| Assignment |
Only the lines from the beginning of the data below through the line that contains "filename apps/api/src/employers/handlers.rs" should be repeated, exactly as written.

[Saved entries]
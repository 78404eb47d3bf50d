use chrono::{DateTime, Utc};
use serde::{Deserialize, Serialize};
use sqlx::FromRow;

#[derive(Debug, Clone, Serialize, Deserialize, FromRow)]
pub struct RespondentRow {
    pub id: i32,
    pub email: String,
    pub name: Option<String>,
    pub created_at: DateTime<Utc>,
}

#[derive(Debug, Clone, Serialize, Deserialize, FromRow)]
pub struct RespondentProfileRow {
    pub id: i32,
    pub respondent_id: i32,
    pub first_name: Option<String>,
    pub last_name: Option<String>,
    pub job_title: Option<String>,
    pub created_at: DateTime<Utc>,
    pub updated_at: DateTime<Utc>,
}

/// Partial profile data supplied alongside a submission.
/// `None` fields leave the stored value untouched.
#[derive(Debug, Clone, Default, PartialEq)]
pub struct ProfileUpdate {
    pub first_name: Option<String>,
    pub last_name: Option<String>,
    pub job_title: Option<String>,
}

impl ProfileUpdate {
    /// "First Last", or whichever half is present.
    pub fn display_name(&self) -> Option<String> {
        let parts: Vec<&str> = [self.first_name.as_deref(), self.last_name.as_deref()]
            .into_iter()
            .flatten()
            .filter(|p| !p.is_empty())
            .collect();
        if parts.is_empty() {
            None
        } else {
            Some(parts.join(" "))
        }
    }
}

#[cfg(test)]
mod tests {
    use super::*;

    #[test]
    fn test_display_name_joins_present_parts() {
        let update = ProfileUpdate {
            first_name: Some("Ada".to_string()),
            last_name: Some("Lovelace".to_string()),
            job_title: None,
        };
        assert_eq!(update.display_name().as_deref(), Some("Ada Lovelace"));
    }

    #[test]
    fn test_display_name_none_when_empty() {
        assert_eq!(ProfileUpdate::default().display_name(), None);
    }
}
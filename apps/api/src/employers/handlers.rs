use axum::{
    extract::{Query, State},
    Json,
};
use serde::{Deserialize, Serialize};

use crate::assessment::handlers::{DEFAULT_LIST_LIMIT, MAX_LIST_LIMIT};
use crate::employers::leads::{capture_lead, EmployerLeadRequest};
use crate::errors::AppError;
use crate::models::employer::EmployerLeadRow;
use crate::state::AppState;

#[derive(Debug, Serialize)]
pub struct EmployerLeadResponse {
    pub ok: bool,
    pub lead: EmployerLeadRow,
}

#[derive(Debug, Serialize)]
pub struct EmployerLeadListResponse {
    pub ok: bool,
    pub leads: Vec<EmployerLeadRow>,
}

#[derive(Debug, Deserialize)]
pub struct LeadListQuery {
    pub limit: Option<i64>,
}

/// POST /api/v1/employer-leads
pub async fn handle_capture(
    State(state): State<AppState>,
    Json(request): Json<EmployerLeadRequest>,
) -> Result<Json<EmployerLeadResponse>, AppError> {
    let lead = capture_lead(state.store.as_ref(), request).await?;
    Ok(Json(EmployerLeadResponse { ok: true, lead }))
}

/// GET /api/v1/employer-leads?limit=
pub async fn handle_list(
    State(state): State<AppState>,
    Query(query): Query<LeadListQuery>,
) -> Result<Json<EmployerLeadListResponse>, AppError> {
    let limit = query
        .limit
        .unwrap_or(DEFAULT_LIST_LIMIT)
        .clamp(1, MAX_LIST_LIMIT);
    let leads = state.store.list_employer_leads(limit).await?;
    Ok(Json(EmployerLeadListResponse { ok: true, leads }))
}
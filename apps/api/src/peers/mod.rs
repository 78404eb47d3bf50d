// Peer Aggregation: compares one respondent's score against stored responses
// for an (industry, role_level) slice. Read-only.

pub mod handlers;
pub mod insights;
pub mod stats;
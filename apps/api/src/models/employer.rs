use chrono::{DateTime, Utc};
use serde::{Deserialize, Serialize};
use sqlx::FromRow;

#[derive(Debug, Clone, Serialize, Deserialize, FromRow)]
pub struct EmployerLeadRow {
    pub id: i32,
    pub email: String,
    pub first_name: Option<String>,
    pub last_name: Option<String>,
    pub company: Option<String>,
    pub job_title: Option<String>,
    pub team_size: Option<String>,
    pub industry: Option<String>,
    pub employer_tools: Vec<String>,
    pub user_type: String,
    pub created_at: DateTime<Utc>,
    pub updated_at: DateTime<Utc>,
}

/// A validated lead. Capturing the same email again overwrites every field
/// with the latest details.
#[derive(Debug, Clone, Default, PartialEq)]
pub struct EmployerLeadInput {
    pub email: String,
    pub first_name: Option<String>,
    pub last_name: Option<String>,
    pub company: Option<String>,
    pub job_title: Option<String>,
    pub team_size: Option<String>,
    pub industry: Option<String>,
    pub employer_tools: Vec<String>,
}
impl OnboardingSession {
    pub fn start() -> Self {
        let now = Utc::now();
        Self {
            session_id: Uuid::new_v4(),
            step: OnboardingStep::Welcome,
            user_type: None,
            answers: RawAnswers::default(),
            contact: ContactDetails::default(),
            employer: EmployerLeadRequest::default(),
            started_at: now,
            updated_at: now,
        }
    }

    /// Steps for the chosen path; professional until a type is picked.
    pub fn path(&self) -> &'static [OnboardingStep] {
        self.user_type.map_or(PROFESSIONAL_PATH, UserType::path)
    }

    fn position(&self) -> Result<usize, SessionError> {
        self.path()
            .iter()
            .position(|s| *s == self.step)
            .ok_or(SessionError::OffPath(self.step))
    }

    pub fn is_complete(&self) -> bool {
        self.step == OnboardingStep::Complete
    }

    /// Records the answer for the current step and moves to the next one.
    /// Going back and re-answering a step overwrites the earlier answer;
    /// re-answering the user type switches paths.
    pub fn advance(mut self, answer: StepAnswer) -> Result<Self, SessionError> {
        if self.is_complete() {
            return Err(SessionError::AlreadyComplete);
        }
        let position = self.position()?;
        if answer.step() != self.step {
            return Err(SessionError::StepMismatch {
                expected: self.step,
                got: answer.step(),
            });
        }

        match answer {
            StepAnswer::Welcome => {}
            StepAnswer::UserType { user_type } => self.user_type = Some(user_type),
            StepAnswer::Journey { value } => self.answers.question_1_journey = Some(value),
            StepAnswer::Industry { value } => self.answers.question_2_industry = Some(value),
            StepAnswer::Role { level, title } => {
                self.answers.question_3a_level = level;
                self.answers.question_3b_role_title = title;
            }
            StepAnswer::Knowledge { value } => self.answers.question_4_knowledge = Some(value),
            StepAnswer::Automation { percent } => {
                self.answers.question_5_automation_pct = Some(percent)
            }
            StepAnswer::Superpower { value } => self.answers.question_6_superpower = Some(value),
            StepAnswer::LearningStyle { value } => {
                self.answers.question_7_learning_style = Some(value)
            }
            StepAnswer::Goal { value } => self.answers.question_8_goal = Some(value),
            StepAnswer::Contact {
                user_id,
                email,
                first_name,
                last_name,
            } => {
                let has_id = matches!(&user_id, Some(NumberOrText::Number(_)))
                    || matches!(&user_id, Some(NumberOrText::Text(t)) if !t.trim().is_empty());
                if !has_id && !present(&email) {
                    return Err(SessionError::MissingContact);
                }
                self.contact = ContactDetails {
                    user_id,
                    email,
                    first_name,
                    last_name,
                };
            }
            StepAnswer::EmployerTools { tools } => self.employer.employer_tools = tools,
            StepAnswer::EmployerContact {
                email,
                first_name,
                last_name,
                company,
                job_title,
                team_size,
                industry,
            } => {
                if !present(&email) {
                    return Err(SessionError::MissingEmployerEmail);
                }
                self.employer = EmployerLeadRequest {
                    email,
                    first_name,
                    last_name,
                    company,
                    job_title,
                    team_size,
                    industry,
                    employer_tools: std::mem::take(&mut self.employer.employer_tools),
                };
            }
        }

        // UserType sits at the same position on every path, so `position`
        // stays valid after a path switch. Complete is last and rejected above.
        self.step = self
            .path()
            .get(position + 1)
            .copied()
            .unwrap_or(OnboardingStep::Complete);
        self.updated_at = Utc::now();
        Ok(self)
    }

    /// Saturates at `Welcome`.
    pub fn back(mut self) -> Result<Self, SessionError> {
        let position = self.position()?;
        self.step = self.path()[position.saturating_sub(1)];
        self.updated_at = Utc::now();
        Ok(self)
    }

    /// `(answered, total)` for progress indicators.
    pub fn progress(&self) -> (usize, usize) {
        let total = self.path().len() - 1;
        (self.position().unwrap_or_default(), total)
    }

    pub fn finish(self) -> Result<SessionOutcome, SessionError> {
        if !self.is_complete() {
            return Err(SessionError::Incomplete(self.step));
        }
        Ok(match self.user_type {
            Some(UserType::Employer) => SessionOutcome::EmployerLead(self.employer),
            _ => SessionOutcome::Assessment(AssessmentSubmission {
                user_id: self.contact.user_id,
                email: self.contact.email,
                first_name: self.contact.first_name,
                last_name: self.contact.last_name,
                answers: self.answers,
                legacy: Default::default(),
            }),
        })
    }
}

| Answer below |
repository 78404eb47d3bf50d
use chrono::{DateTime, Utc};
use serde::{Deserialize, Serialize};
use sqlx::FromRow;

#[derive(Debug, Clone, Serialize, Deserialize, FromRow)]
pub struct RespondentRow {
    pub id: i32,
    pub email: String,
    pub name: Option<String>,
    pub created_at: DateTime<Utc>,
}

#[derive(Debug, Clone, Serialize, Deserialize, FromRow)]
pub struct RespondentProfileRow {
    pub id: i32,
    pub respondent_id: i32,
    pub first_name: Option<String>,
    pub last_name: Option<String>,
    pub job_title: Option<String>,
    pub created_at: DateTime<Utc>,
    pub updated_at: DateTime<Utc>,
}

/// Partial profile data supplied alongside a submission.
/// `None` fields leave the stored value untouched.
#[derive(Debug, Clone, Default, PartialEq)]
pub struct ProfileUpdate {
    pub first_name: Option<String>,
    pub last_name: Option<String>,
    pub job_title: Option<String>,
}

impl ProfileUpdate {
    /// "First Last", or whichever half is present.
    pub fn display_name(&self) -> Option<String> {
        let parts: Vec<&str> = [self.first_name.as_deref(), self.last_name.as_deref()]
            .into_iter()
            .flatten()
            .filter(|p| !p.is_empty())
            .collect();
        if parts.is_empty() {
            None
        } else {
            Some(parts.join(" "))
        }
    }
}

#[cfg(test)]
mod tests {
    use super::*;

    #[test]
    fn test_display_name_joins_present_parts() {
        let update = ProfileUpdate {
            first_name: Some("Ada".to_string()),
            last_name: Some("Lovelace".to_string()),
            job_title: None,
        };
        assert_eq!(update.display_name().as_deref(), Some("Ada Lovelace"));
    }

    #[test]
    fn test_display_name_none_when_empty() {
        assert_eq!(ProfileUpdate::default().display_name(), None);
    }
}
filename apps/api/src/employers/handlers.rs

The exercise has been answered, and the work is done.